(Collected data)
◆ ◆ ◆ ◆ ◆ ◆ ◆

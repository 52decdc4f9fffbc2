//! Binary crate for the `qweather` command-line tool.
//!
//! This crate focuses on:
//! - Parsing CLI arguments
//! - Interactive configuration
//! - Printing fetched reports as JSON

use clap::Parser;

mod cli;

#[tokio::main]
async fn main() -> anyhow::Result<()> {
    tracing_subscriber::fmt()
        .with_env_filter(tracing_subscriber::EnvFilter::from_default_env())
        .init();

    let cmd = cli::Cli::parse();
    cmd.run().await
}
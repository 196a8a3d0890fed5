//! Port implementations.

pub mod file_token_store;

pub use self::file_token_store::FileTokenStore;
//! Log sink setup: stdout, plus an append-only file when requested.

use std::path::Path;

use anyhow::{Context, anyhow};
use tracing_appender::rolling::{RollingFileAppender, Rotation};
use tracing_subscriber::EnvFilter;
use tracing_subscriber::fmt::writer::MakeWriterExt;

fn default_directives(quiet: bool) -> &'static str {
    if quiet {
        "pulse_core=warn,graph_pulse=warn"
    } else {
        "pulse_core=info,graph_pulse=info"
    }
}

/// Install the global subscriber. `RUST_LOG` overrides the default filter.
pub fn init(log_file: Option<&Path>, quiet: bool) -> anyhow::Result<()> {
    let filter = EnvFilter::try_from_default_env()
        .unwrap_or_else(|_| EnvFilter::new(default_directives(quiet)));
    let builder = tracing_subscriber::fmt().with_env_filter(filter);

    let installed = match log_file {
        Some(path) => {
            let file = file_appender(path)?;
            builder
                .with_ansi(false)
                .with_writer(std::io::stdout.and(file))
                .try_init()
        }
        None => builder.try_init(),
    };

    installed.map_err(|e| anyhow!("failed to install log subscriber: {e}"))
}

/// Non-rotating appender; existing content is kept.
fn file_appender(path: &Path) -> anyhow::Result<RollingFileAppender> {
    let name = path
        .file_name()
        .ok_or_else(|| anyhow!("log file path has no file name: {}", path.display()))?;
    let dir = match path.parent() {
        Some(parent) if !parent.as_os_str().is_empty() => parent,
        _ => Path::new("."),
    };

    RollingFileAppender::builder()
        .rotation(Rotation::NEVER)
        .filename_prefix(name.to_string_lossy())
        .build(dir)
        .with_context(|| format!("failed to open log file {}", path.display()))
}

◆ ◆ ◆ ◆ ◆ ◆ ◆

PROBLEM STATEMENT => Print again the lines of the entries above that fall between the line holding "use tracing_subscriber::EnvFilter;" and the line holding "the default filter.", inclusive, exactly as they stand.

RESPONSE AREA =>
use tracing_subscriber::EnvFilter;
use tracing_subscriber::fmt::writer::MakeWriterExt;

fn default_directives(quiet: bool) -> &'static str {
    if quiet {
        "pulse_core=warn,graph_pulse=warn"
    } else {
        "pulse_core=info,graph_pulse=info"
    }
}

/// Install the global subscriber. `RUST_LOG` overrides the default filter.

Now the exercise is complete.